Does your estimation include procrastination time? - panjaro

When I make an estimation of the tasks - be it assignment, projects or some reading I want to do, it often starts well for a day. Then next couple of days I sometimes get sad, sometimes depressed. I question myself what I&#x27;m doing with life and compare it with what I should be doing. Then I look at things what I could do and question why am I doing what I&#x27;m doing right now. Then the phase comes where I get scared of failure. I search for motivation, in music, in articles, what great people said, how they lived. Then I gather enough courage and enthusiasm to finish the task. However, When i look back, I have just taken more than a week to finish the project which according to my assumption, if I worked hard should&#x27;ve been finished in 2-3 days. 
Does anyone experience these things? Am I normal?
======
brudgers
If you make stew from a can you can use a microwave and be done in two and a
half minutes. If you make it from scratch, it's better if you let it simmer
awhile, come back and stir it, then let it simmer awhile more, and so on.
Eventually it gets into bowls and onto the plate. That's not procrastination,
it's cooking.

Creative and cooking processes take time. Where nothing really appears to be
happening. Ideas become richer with time.

------
weddpros
I have the same problem, and I've come to accept it. Sometimes I'm very
efficient, sometimes not...

Acceptation helps: you won't feel like sh __anymore. Acceptation also means
"let's go for a walk" is often your best option.

A todo list, the pomodoro technique (google it), relaxation/meditation can
help too.

Productive procrastination is also a good way to cope: find a better
procrastination, learn something, anything that will make you a better you...
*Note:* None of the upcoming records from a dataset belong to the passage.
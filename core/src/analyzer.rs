//! Aggregate statistics over a cleaned table.
//!
//! Grouping is a single pass that accumulates `total` per key. Category
//! revenue keeps first-encounter order before a stable descending sort,
//! so ties never reorder between runs.

use crate::{
    dataset::{CleanTable, Column},
    error::{AnalysisError, AnalysisResult},
    stats::{self, Histogram},
    types::Amount,
};
use serde::{Deserialize, Serialize};
use std::collections::BTreeMap;

/// Number of x positions the density overlay is sampled at.
pub const DENSITY_POINTS: usize = 200;

#[derive(Debug, Clone, PartialEq, Serialize, Deserialize)]
pub struct GroupRevenue {
    pub key: String,
    pub revenue: Amount,
}

#[derive(Debug, Clone, PartialEq, Serialize, Deserialize)]
pub struct CorrelationMatrix {
    pub labels: Vec<Column>,
    pub values: Vec<Vec<f64>>,
}

impl CorrelationMatrix {
    pub fn size(&self) -> usize {
        self.labels.len()
    }

    pub fn get(&self, row: usize, col: usize) -> f64 {
        self.values[row][col]
    }

    /// True when `m[i][j] == m[j][i]` for every pair (NaN equals NaN).
    pub fn is_symmetric(&self, tolerance: f64) -> bool {
        let n = self.size();
        (0..n).all(|i| {
            (0..n).all(|j| {
                let (a, b) = (self.values[i][j], self.values[j][i]);
                (a.is_nan() && b.is_nan()) || (a - b).abs() <= tolerance
            })
        })
    }
}

/// Histogram of `total` plus a density curve scaled to histogram counts.
#[derive(Debug, Clone, PartialEq, Serialize, Deserialize)]
pub struct Distribution {
    pub histogram: Histogram,
    pub density: Vec<(f64, f64)>,
}

#[derive(Debug, Clone, PartialEq, Serialize, Deserialize)]
pub struct Analysis {
    pub row_count: usize,
    pub mean_total: Amount,
    pub std_total: Amount,
    pub revenue_by_category: Vec<GroupRevenue>,
    pub revenue_by_city: Vec<GroupRevenue>,
    pub correlation: CorrelationMatrix,
    pub total_distribution: Distribution,
}

impl Analysis {
    pub fn top_category(&self) -> Option<&GroupRevenue> {
        self.revenue_by_category.first()
    }

    /// Correlation between unit price and quantity.
    pub fn price_quantity_correlation(&self) -> f64 {
        self.correlation.get(0, 1)
    }
}

pub fn analyze(table: &CleanTable, histogram_bins: usize) -> AnalysisResult<Analysis> {
    if table.is_empty() {
        return Err(AnalysisError::EmptyDataset);
    }

    let totals = table.totals();
    let mean_total = stats::mean(&totals);
    let std_total = stats::population_std(&totals);

    let analysis = Analysis {
        row_count: table.len(),
        mean_total,
        std_total,
        revenue_by_category: revenue_by_category(table),
        revenue_by_city: revenue_by_city(table),
        correlation: correlation(table),
        total_distribution: distribution(&totals, histogram_bins),
    };

    log::debug!(
        "analyzed {} rows: mean={:.2} std={:.2} categories={} cities={}",
        analysis.row_count,
        analysis.mean_total,
        analysis.std_total,
        analysis.revenue_by_category.len(),
        analysis.revenue_by_city.len()
    );
    Ok(analysis)
}

/// Revenue per category, highest first; ties keep first-seen order.
pub fn revenue_by_category(table: &CleanTable) -> Vec<GroupRevenue> {
    let mut groups: Vec<GroupRevenue> = Vec::new();
    for row in table.rows() {
        match groups.iter_mut().find(|g| g.key == row.product_category) {
            Some(group) => group.revenue += row.total(),
            None => groups.push(GroupRevenue {
                key: row.product_category.clone(),
                revenue: row.total(),
            }),
        }
    }
    // sort_by is stable
    groups.sort_by(|a, b| b.revenue.total_cmp(&a.revenue));
    groups
}

/// Revenue per city, ordered by city name.
pub fn revenue_by_city(table: &CleanTable) -> Vec<GroupRevenue> {
    let mut sums: BTreeMap<&str, Amount> = BTreeMap::new();
    for row in table.rows() {
        *sums.entry(row.city.as_str()).or_insert(0.0) += row.total();
    }
    sums.into_iter()
        .map(|(key, revenue)| GroupRevenue {
            key: key.to_string(),
            revenue,
        })
        .collect()
}

pub fn correlation(table: &CleanTable) -> CorrelationMatrix {
    let columns: Vec<Vec<f64>> = Column::NUMERIC
        .into_iter()
        .map(|c| table.numeric_column(c))
        .collect();
    CorrelationMatrix {
        labels: Column::NUMERIC.to_vec(),
        values: stats::correlation_matrix(&columns),
    }
}

fn distribution(totals: &[f64], bins: usize) -> Distribution {
    let histogram = stats::histogram(totals, bins);
    let scale = totals.len() as f64 * histogram.bin_width();
    let density = stats::gaussian_kde(totals, DENSITY_POINTS)
        .into_iter()
        .map(|(x, d)| (x, d * scale))
        .collect();
    Distribution { histogram, density }
}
So yes, I account for procrastination in time estimates. I think "nobody" can
be 100% productive for 8h a day for some jobs.

EDIT: by definition, time estimate means "how long will I take to achieve X",
so including procrastination in it sounds right...

------
andersthue
Is anybody normal? Would you like to be normal? How do you define normal?

When you ask if you are normal, you at the same time define "not normal" and
put yourself in that box, what about rejecting the concept of normal and work
on accepting who you are?

On the other hand I understand and recognize what you describe, sounds like
what I used to do and what I have seen in many.

Try this: Divide your project into timeblocks of half a day's work (not in
hours but in a size you can realistic reach either before midday or from
midday until end og working day)

Then take a piece of paper and make a grid with the five weekdays and two
cell's per day and write one of the timeblock you defined above in each cell.

Then show someone this paper and hang it somewhere visible, this is your
accountability.

Then in each timeblock, after reaching your task, mark it complete and
procrastinate until the next timeblock begins :)

This helped me.

Edit: then only sell timeblocks not hours - that way you get paid for doing
tasks not doing hours.